• Data in this exercise:
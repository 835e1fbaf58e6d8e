// src/common/config.rs
//! Environment configuration read once at startup

use std::env;

use super::helpers::split_csv;

pub const DEFAULT_SESSION_COOKIE: &str = "sb-access-token";

const DEFAULT_CORS_ORIGINS: &str = "http://localhost:3000,http://localhost:5173";

#[derive(Debug, Clone)]
pub struct AppConfig {
    pub database_url: String,
    pub port: u16,
    /// Base URL of the hosted auth provider, e.g. `https://xyz.example.co`
    pub auth_url: Option<String>,
    /// Public `apikey` sent with every auth provider request
    pub auth_anon_key: String,
    /// When set, access tokens are verified locally instead of over HTTP
    pub auth_jwt_secret: Option<String>,
    pub session_cookie: String,
    pub cookie_secure: bool,
    pub cors_origins: Vec<String>,
    /// User ids granted the admin role at startup
    pub admin_user_ids: Vec<String>,
}

impl AppConfig {
    pub fn from_env() -> Self {
        let database_url =
            env::var("DATABASE_URL").unwrap_or_else(|_| "sqlite://tours.db".to_string());

        let port = env::var("PORT")
            .ok()
            .and_then(|p| p.parse::<u16>().ok())
            .unwrap_or(8080);

        let auth_url = non_empty_var("AUTH_URL").map(|url| url.trim_end_matches('/').to_string());
        let auth_anon_key = env::var("AUTH_ANON_KEY").unwrap_or_default();
        let auth_jwt_secret = non_empty_var("AUTH_JWT_SECRET");

        let session_cookie =
            non_empty_var("SESSION_COOKIE").unwrap_or_else(|| DEFAULT_SESSION_COOKIE.to_string());
        let cookie_secure = env::var("SESSION_COOKIE_SECURE")
            .map(|v| v.to_lowercase() != "false")
            .unwrap_or(true);

        let cors_origins = split_csv(
            &env::var("CORS_ORIGINS").unwrap_or_else(|_| DEFAULT_CORS_ORIGINS.to_string()),
        );
        let admin_user_ids = split_csv(&env::var("ADMIN_USER_IDS").unwrap_or_default());

        Self {
            database_url,
            port,
            auth_url,
            auth_anon_key,
            auth_jwt_secret,
            session_cookie,
            cookie_secure,
            cors_origins,
            admin_user_ids,
        }
    }

    /// Fails when no way of verifying sessions is configured
    pub fn ensure_session_verification(&self, dev_mode: bool) -> anyhow::Result<()> {
        if dev_mode || self.auth_jwt_secret.is_some() || self.auth_url.is_some() {
            Ok(())
        } else {
            anyhow::bail!("either AUTH_JWT_SECRET or AUTH_URL must be set (or run with DEV_MODE=true)")
        }
    }
}

fn non_empty_var(key: &str) -> Option<String> {
    env::var(key).ok().filter(|v| !v.trim().is_empty())
}
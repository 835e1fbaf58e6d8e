// Application state shared across all modules

use sqlx::SqlitePool;
use std::sync::Arc;
use tokio::sync::RwLock;

use crate::auth::gate::Gate;
use crate::auth::session::HostedAuthClient;

/// Application state containing database pool, auth collaborators, and configuration
#[derive(Clone)]
pub struct AppState {
    pub db: SqlitePool,
    pub gate: Arc<Gate>,
    /// Present when `AUTH_URL` is configured; required for login/logout
    pub auth_client: Option<Arc<HostedAuthClient>>,
    pub session_cookie: String,
    pub cookie_secure: bool,
}

pub type SharedState = Arc<RwLock<AppState>>;
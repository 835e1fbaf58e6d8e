//! Authentication extractors for Axum
//!
//! `RequireAuth`, `RequireEditor` and `RequireAdmin` guard server-side
//! mutations: when the caller falls short they abort with a redirect, so the
//! handler body never runs. `ApiSession` guards JSON endpoints and answers 401.

use async_trait::async_trait;
use axum::{
    extract::{Extension, FromRequestParts},
    http::request::Parts,
    response::{IntoResponse, Response},
};
use tracing::{info, warn};

use super::gate::{catch_gate_panic, check, Decision, Requirement, LOGIN_PATH};
use super::middleware::redirect;
use super::models::{CurrentUser, Identity};
use super::session::session_token;
use crate::common::{ApiError, SharedState};

/// Identity for this request, resolved at most once.
///
/// Reuses what the gate middleware stored; otherwise resolves from the
/// session cookie and stores it for later extractors.
async fn request_identity<S>(parts: &mut Parts, state: &S) -> Result<Identity, ApiError>
where
    S: Send + Sync,
{
    if let Some(identity) = parts.extensions.get::<Identity>() {
        return Ok(identity.clone());
    }

    let Extension(state_lock): Extension<SharedState> =
        Extension::from_request_parts(parts, state)
            .await
            .map_err(|_| ApiError::InternalServer("missing app state".to_string()))?;

    let (gate, cookie_name) = {
        let state = state_lock.read().await;
        (state.gate.clone(), state.session_cookie.clone())
    };

    let token = session_token(&parts.headers, &cookie_name);
    let identity = catch_gate_panic(gate.resolve(token.as_deref()))
        .await
        .ok_or_else(|| ApiError::InternalServer("Unable to verify access".to_string()))?;

    parts.extensions.insert(identity.clone());
    Ok(identity)
}

async fn guard<S>(
    parts: &mut Parts,
    state: &S,
    requirement: Requirement,
) -> Result<CurrentUser, Response>
where
    S: Send + Sync,
{
    let identity = request_identity(parts, state)
        .await
        .map_err(IntoResponse::into_response)?;

    match (check(requirement, &identity), identity) {
        (Decision::Allow, Identity::Authenticated(user)) => Ok(user),
        (decision, identity) => {
            let target = decision.redirect_target().unwrap_or(LOGIN_PATH);
            if let Identity::Authenticated(user) = identity {
                info!(
                    user_id = %user.id,
                    requirement = ?requirement,
                    path = %parts.uri.path(),
                    "Mutation denied: insufficient role"
                );
            }
            Err(redirect(target))
        }
    }
}

/// Any signed-in user
#[derive(Debug)]
pub struct RequireAuth(pub CurrentUser);

/// Editor or admin
#[derive(Debug)]
pub struct RequireEditor(pub CurrentUser);

/// Admin only
#[derive(Debug)]
pub struct RequireAdmin(pub CurrentUser);

#[async_trait]
impl<S> FromRequestParts<S> for RequireAuth
where
    S: Send + Sync,
{
    type Rejection = Response;

    async fn from_request_parts(parts: &mut Parts, state: &S) -> Result<Self, Self::Rejection> {
        guard(parts, state, Requirement::Auth).await.map(RequireAuth)
    }
}

#[async_trait]
impl<S> FromRequestParts<S> for RequireEditor
where
    S: Send + Sync,
{
    type Rejection = Response;

    async fn from_request_parts(parts: &mut Parts, state: &S) -> Result<Self, Self::Rejection> {
        guard(parts, state, Requirement::Editor)
            .await
            .map(RequireEditor)
    }
}

#[async_trait]
impl<S> FromRequestParts<S> for RequireAdmin
where
    S: Send + Sync,
{
    type Rejection = Response;

    async fn from_request_parts(parts: &mut Parts, state: &S) -> Result<Self, Self::Rejection> {
        guard(parts, state, Requirement::Admin)
            .await
            .map(RequireAdmin)
    }
}

/// Signed-in caller of a JSON endpoint; 401 otherwise
#[derive(Debug)]
pub struct ApiSession(pub CurrentUser);

#[async_trait]
impl<S> FromRequestParts<S> for ApiSession
where
    S: Send + Sync,
{
    type Rejection = ApiError;

    async fn from_request_parts(parts: &mut Parts, state: &S) -> Result<Self, Self::Rejection> {
        match request_identity(parts, state).await? {
            Identity::Authenticated(user) => Ok(ApiSession(user)),
            Identity::Anonymous => {
                warn!(path = %parts.uri.path(), "Authentication failed: no valid session");
                Err(ApiError::Unauthorized("missing or invalid session".into()))
            }
        }
    }
}
// src/content/mod.rs
//! Tours, regions, bookings and testimonials

pub mod handlers;
pub mod models;
pub mod routes;
pub mod validators;


pub use routes::content_routes;
#[tokio::test]
async fn test_login_page_redirects_signed_in_users() {
    let app = TestApp::new().await;

    let response = app.get("/login", Some(GUEST_TOKEN)).await;
    assert_eq!(response.status(), StatusCode::FOUND);
    assert_eq!(location(&response), Some("/admin/dashboard"));

    let response = app.get("/login", None).await;
    assert_eq!(response.status(), StatusCode::OK);
}

#[tokio::test]
async fn test_me_requires_session() {
    let app = TestApp::new().await;

    let response = app.get("/api/me", None).await;
    assert_eq!(response.status(), StatusCode::UNAUTHORIZED);
    let body = body_json(response).await;
    assert_eq!(body["code"], "UNAUTHORIZED");

    let response = app.get("/api/me", Some(ADMIN_TOKEN)).await;
    assert_eq!(response.status(), StatusCode::OK);
    let body = body_json(response).await;
    assert_eq!(body["id"], "admin-user");
    assert_eq!(body["can_access_admin"], true);
    assert_eq!(body["roles"], json!(["authenticated", "admin"]));
}

#[tokio::test]
async fn test_logout_clears_cookie() {
    let app = TestApp::new().await;

    let response = app
        .send(request("POST", "/api/auth/logout", Some(GUEST_TOKEN), None))
        .await;
    assert_eq!(response.status(), StatusCode::OK);
    let cookie = response
        .headers()
        .get("set-cookie")
        .and_then(|v| v.to_str().ok())
        .unwrap_or_default();
    assert!(cookie.starts_with("sb-access-token=;"));
    assert!(cookie.contains("Max-Age=0"));
}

• Instructions to follow: Within the material above, transcribe exactly the lines that run from the line holding "if let Identity::Authenticated(user)" through the line holding "pub struct RequireEditor(pub CurrentUser);".

• Answer to this task:
            if let Identity::Authenticated(user) = identity {
                info!(
                    user_id = %user.id,
                    requirement = ?requirement,
                    path = %parts.uri.path(),
                    "Mutation denied: insufficient role"
                );
            }
            Err(redirect(target))
        }
    }
}

/// Any signed-in user
#[derive(Debug)]
pub struct RequireAuth(pub CurrentUser);

/// Editor or admin
#[derive(Debug)]
pub struct RequireEditor(pub CurrentUser);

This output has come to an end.